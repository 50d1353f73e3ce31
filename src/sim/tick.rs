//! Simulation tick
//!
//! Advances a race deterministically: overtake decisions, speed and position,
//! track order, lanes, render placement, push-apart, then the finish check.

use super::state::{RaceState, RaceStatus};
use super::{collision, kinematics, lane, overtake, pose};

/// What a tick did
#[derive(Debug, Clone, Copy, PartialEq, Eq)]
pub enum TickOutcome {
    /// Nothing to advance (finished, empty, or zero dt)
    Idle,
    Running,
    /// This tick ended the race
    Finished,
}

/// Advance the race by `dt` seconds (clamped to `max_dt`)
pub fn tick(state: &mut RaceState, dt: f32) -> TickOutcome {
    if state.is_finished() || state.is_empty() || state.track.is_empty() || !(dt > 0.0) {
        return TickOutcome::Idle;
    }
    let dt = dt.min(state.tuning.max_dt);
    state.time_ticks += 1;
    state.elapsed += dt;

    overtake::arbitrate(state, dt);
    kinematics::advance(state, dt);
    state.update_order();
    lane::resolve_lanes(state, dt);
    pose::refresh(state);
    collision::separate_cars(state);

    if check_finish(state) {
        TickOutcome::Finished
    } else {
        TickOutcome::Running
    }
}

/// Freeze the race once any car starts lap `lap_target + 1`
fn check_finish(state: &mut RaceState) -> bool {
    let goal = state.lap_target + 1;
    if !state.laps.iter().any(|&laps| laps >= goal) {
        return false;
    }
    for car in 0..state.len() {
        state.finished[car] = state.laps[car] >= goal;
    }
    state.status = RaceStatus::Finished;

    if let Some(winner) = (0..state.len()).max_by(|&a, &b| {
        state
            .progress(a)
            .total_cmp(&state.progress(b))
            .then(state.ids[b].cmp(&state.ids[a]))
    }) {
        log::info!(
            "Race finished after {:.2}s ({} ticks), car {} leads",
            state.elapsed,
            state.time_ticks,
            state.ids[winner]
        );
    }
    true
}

- [Exercise aim]:
Your response should hold the lines from the first line of the entries above through the line with "Freeze the race", each retyped exactly, and nothing else.

- [Reply]:
repository 50d1353f73e3ce31
filename src/sim/tick.rs
//! Simulation tick
//!
//! Advances a race deterministically: overtake decisions, speed and position,
//! track order, lanes, render placement, push-apart, then the finish check.

use super::state::{RaceState, RaceStatus};
use super::{collision, kinematics, lane, overtake, pose};

/// What a tick did
#[derive(Debug, Clone, Copy, PartialEq, Eq)]
pub enum TickOutcome {
    /// Nothing to advance (finished, empty, or zero dt)
    Idle,
    Running,
    /// This tick ended the race
    Finished,
}

/// Advance the race by `dt` seconds (clamped to `max_dt`)
pub fn tick(state: &mut RaceState, dt: f32) -> TickOutcome {
    if state.is_finished() || state.is_empty() || state.track.is_empty() || !(dt > 0.0) {
        return TickOutcome::Idle;
    }
    let dt = dt.min(state.tuning.max_dt);
    state.time_ticks += 1;
    state.elapsed += dt;

    overtake::arbitrate(state, dt);
    kinematics::advance(state, dt);
    state.update_order();
    lane::resolve_lanes(state, dt);
    pose::refresh(state);
    collision::separate_cars(state);

    if check_finish(state) {
        TickOutcome::Finished
    } else {
        TickOutcome::Running
    }
}

/// Freeze the race once any car starts lap `lap_target + 1`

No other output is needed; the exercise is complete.